Records excerpted from a collection:

______________________________

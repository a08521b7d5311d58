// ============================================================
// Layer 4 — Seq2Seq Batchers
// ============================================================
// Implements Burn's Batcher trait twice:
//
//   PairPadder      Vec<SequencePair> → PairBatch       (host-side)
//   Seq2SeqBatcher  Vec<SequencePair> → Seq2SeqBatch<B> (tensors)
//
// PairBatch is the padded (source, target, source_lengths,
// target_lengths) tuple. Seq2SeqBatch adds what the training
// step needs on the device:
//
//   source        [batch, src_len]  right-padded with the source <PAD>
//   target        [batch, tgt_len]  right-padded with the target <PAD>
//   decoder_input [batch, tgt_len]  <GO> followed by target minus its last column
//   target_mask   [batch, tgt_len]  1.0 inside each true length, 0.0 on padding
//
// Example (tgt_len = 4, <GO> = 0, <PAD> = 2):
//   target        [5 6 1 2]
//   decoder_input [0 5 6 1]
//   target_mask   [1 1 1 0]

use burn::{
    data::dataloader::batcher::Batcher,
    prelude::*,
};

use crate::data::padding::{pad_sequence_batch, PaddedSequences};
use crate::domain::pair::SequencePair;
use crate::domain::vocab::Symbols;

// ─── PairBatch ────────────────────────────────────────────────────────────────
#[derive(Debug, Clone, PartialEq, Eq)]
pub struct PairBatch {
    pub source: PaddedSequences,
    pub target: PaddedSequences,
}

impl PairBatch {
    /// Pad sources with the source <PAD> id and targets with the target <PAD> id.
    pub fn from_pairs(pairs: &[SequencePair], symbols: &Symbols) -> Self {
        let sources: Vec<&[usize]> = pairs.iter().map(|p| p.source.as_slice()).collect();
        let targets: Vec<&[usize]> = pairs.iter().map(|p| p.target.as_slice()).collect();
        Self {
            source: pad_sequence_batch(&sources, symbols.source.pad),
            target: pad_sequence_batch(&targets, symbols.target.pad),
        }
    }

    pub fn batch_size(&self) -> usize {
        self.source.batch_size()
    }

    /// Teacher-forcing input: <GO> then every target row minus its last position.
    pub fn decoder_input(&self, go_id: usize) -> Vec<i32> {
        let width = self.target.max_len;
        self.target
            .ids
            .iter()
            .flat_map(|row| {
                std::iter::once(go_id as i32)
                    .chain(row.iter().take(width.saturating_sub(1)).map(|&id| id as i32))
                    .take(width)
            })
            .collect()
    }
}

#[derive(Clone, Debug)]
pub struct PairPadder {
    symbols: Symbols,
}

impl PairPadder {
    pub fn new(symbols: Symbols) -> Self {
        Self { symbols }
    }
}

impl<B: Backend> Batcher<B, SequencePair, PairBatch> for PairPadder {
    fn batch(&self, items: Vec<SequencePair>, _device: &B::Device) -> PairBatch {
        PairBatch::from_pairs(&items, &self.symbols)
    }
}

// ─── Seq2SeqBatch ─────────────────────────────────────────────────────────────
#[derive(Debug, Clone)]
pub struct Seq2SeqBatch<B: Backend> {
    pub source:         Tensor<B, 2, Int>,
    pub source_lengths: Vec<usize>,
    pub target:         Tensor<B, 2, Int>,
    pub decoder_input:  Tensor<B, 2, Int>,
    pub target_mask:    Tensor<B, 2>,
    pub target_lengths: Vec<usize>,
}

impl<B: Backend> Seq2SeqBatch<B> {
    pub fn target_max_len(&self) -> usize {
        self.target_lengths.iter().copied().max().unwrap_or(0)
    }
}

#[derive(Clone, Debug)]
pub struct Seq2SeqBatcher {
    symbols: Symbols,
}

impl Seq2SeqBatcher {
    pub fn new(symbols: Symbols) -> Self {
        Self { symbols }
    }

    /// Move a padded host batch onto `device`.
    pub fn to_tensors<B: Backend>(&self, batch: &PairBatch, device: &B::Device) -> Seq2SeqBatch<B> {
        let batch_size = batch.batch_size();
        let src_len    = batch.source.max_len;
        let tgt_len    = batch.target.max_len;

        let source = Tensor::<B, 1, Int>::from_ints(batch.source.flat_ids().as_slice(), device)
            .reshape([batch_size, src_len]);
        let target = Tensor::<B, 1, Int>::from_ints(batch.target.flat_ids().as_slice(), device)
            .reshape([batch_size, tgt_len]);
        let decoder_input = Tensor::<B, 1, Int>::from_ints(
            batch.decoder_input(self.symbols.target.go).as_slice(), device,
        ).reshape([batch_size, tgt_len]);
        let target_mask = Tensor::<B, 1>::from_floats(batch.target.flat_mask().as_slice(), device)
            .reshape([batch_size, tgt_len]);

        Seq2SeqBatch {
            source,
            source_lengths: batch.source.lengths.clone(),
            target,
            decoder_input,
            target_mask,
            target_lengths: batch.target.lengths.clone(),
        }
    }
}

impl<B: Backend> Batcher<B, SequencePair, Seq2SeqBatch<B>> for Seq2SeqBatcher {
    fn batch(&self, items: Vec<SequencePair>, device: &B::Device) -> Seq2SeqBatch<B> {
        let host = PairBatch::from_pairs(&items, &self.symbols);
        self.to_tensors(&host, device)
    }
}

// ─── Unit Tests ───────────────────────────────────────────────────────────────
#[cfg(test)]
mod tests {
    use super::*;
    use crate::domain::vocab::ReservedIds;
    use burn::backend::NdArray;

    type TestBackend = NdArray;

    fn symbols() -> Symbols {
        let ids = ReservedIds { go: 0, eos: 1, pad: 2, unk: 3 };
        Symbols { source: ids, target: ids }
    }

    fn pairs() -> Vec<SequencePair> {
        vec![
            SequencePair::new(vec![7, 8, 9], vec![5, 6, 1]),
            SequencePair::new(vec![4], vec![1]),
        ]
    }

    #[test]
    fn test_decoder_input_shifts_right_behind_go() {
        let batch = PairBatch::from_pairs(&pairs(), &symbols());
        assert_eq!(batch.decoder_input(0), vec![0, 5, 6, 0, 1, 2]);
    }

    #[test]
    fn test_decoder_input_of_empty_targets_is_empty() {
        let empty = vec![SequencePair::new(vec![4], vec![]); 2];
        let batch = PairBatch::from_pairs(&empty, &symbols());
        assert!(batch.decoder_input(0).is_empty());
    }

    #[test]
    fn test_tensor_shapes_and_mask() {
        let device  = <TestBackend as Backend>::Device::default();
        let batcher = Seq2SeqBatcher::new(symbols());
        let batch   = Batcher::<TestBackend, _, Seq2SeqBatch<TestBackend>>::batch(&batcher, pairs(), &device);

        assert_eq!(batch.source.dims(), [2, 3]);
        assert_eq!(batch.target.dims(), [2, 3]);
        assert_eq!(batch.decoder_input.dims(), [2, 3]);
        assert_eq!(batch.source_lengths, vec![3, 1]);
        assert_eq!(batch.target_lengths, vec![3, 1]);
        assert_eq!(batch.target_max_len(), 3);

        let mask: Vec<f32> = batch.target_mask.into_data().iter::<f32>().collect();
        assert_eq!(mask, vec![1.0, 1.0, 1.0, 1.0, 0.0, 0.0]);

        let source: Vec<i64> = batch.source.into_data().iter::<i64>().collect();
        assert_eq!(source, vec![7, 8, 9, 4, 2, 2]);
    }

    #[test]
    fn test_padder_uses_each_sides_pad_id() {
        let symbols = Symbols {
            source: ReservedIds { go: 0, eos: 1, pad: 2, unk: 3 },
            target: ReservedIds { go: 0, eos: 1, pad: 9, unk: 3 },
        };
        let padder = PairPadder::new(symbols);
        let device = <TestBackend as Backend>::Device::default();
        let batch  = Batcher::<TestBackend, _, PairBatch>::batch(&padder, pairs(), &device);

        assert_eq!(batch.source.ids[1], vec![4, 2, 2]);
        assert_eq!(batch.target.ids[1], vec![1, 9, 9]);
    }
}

______________________________

[WHAT TO DO] All of the records above must be reproduced exactly.

[RESPONSE]
repository a08521b7d5311d58
// ============================================================
// Layer 4 — Seq2Seq Batchers
// ============================================================
// Implements Burn's Batcher trait twice:
//
//   PairPadder      Vec<SequencePair> → PairBatch       (host-side)
//   Seq2SeqBatcher  Vec<SequencePair> → Seq2SeqBatch<B> (tensors)
//
// PairBatch is the padded (source, target, source_lengths,
// target_lengths) tuple. Seq2SeqBatch adds what the training
// step needs on the device:
//
//   source        [batch, src_len]  right-padded with the source <PAD>
//   target        [batch, tgt_len]  right-padded with the target <PAD>
//   decoder_input [batch, tgt_len]  <GO> followed by target minus its last column
//   target_mask   [batch, tgt_len]  1.0 inside each true length, 0.0 on padding
//
// Example (tgt_len = 4, <GO> = 0, <PAD> = 2):
//   target        [5 6 1 2]
//   decoder_input [0 5 6 1]
//   target_mask   [1 1 1 0]

use burn::{
    data::dataloader::batcher::Batcher,
    prelude::*,
};

use crate::data::padding::{pad_sequence_batch, PaddedSequences};
use crate::domain::pair::SequencePair;
use crate::domain::vocab::Symbols;

// ─── PairBatch ────────────────────────────────────────────────────────────────
#[derive(Debug, Clone, PartialEq, Eq)]
pub struct PairBatch {
    pub source: PaddedSequences,
    pub target: PaddedSequences,
}

impl PairBatch {
    /// Pad sources with the source <PAD> id and targets with the target <PAD> id.
    pub fn from_pairs(pairs: &[SequencePair], symbols: &Symbols) -> Self {
        let sources: Vec<&[usize]> = pairs.iter().map(|p| p.source.as_slice()).collect();
        let targets: Vec<&[usize]> = pairs.iter().map(|p| p.target.as_slice()).collect();
        Self {
            source: pad_sequence_batch(&sources, symbols.source.pad),
            target: pad_sequence_batch(&targets, symbols.target.pad),
        }
    }

    pub fn batch_size(&self) -> usize {
        self.source.batch_size()
    }

    /// Teacher-forcing input: <GO> then every target row minus its last position.
    pub fn decoder_input(&self, go_id: usize) -> Vec<i32> {
        let width = self.target.max_len;
        self.target
            .ids
            .iter()
            .flat_map(|row| {
                std::iter::once(go_id as i32)
                    .chain(row.iter().take(width.saturating_sub(1)).map(|&id| id as i32))
                    .take(width)
            })
            .collect()
    }
}

#[derive(Clone, Debug)]
pub struct PairPadder {
    symbols: Symbols,
}

impl PairPadder {
    pub fn new(symbols: Symbols) -> Self {
        Self { symbols }
    }
}

impl<B: Backend> Batcher<B, SequencePair, PairBatch> for PairPadder {
    fn batch(&self, items: Vec<SequencePair>, _device: &B::Device) -> PairBatch {
        PairBatch::from_pairs(&items, &self.symbols)
    }
}

// ─── Seq2SeqBatch ─────────────────────────────────────────────────────────────
#[derive(Debug, Clone)]
pub struct Seq2SeqBatch<B: Backend> {
    pub source:         Tensor<B, 2, Int>,
    pub source_lengths: Vec<usize>,
    pub target:         Tensor<B, 2, Int>,
    pub decoder_input:  Tensor<B, 2, Int>,
    pub target_mask:    Tensor<B, 2>,
    pub target_lengths: Vec<usize>,
}

impl<B: Backend> Seq2SeqBatch<B> {
    pub fn target_max_len(&self) -> usize {
        self.target_lengths.iter().copied().max().unwrap_or(0)
    }
}

#[derive(Clone, Debug)]
pub struct Seq2SeqBatcher {
    symbols: Symbols,
}

impl Seq2SeqBatcher {
    pub fn new(symbols: Symbols) -> Self {
        Self { symbols }
    }

    /// Move a padded host batch onto `device`.
    pub fn to_tensors<B: Backend>(&self, batch: &PairBatch, device: &B::Device) -> Seq2SeqBatch<B> {
        let batch_size = batch.batch_size();
        let src_len    = batch.source.max_len;
        let tgt_len    = batch.target.max_len;

        let source = Tensor::<B, 1, Int>::from_ints(batch.source.flat_ids().as_slice(), device)
            .reshape([batch_size, src_len]);
        let target = Tensor::<B, 1, Int>::from_ints(batch.target.flat_ids().as_slice(), device)
            .reshape([batch_size, tgt_len]);
        let decoder_input = Tensor::<B, 1, Int>::from_ints(
            batch.decoder_input(self.symbols.target.go).as_slice(), device,
        ).reshape([batch_size, tgt_len]);
        let target_mask = Tensor::<B, 1>::from_floats(batch.target.flat_mask().as_slice(), device)
            .reshape([batch_size, tgt_len]);

        Seq2SeqBatch {
            source,
            source_lengths: batch.source.lengths.clone(),
            target,
            decoder_input,
            target_mask,
            target_lengths: batch.target.lengths.clone(),
        }
    }
}

impl<B: Backend> Batcher<B, SequencePair, Seq2SeqBatch<B>> for Seq2SeqBatcher {
    fn batch(&self, items: Vec<SequencePair>, device: &B::Device) -> Seq2SeqBatch<B> {
        let host = PairBatch::from_pairs(&items, &self.symbols);
        self.to_tensors(&host, device)
    }
}

// ─── Unit Tests ───────────────────────────────────────────────────────────────
#[cfg(test)]
mod tests {
    use super::*;
    use crate::domain::vocab::ReservedIds;
    use burn::backend::NdArray;

    type TestBackend = NdArray;

    fn symbols() -> Symbols {
        let ids = ReservedIds { go: 0, eos: 1, pad: 2, unk: 3 };
        Symbols { source: ids, target: ids }
    }

    fn pairs() -> Vec<SequencePair> {
        vec![
            SequencePair::new(vec![7, 8, 9], vec![5, 6, 1]),
            SequencePair::new(vec![4], vec![1]),
        ]
    }

    #[test]
    fn test_decoder_input_shifts_right_behind_go() {
        let batch = PairBatch::from_pairs(&pairs(), &symbols());
        assert_eq!(batch.decoder_input(0), vec![0, 5, 6, 0, 1, 2]);
    }

    #[test]
    fn test_decoder_input_of_empty_targets_is_empty() {
        let empty = vec![SequencePair::new(vec![4], vec![]); 2];
        let batch = PairBatch::from_pairs(&empty, &symbols());
        assert!(batch.decoder_input(0).is_empty());
    }

    #[test]
    fn test_tensor_shapes_and_mask() {
        let device  = <TestBackend as Backend>::Device::default();
        let batcher = Seq2SeqBatcher::new(symbols());
        let batch   = Batcher::<TestBackend, _, Seq2SeqBatch<TestBackend>>::batch(&batcher, pairs(), &device);

        assert_eq!(batch.source.dims(), [2, 3]);
        assert_eq!(batch.target.dims(), [2, 3]);
        assert_eq!(batch.decoder_input.dims(), [2, 3]);
        assert_eq!(batch.source_lengths, vec![3, 1]);
        assert_eq!(batch.target_lengths, vec![3, 1]);
        assert_eq!(batch.target_max_len(), 3);

        let mask: Vec<f32> = batch.target_mask.into_data().iter::<f32>().collect();
        assert_eq!(mask, vec![1.0, 1.0, 1.0, 1.0, 0.0, 0.0]);

        let source: Vec<i64> = batch.source.into_data().iter::<i64>().collect();
        assert_eq!(source, vec![7, 8, 9, 4, 2, 2]);
    }

    #[test]
    fn test_padder_uses_each_sides_pad_id() {
        let symbols = Symbols {
            source: ReservedIds { go: 0, eos: 1, pad: 2, unk: 3 },
            target: ReservedIds { go: 0, eos: 1, pad: 9, unk: 3 },
        };
        let padder = PairPadder::new(symbols);
        let device = <TestBackend as Backend>::Device::default();
        let batch  = Batcher::<TestBackend, _, PairBatch>::batch(&padder, pairs(), &device);

        assert_eq!(batch.source.ids[1], vec![4, 2, 2]);
        assert_eq!(batch.target.ids[1], vec![1, 9, 9]);
    }
}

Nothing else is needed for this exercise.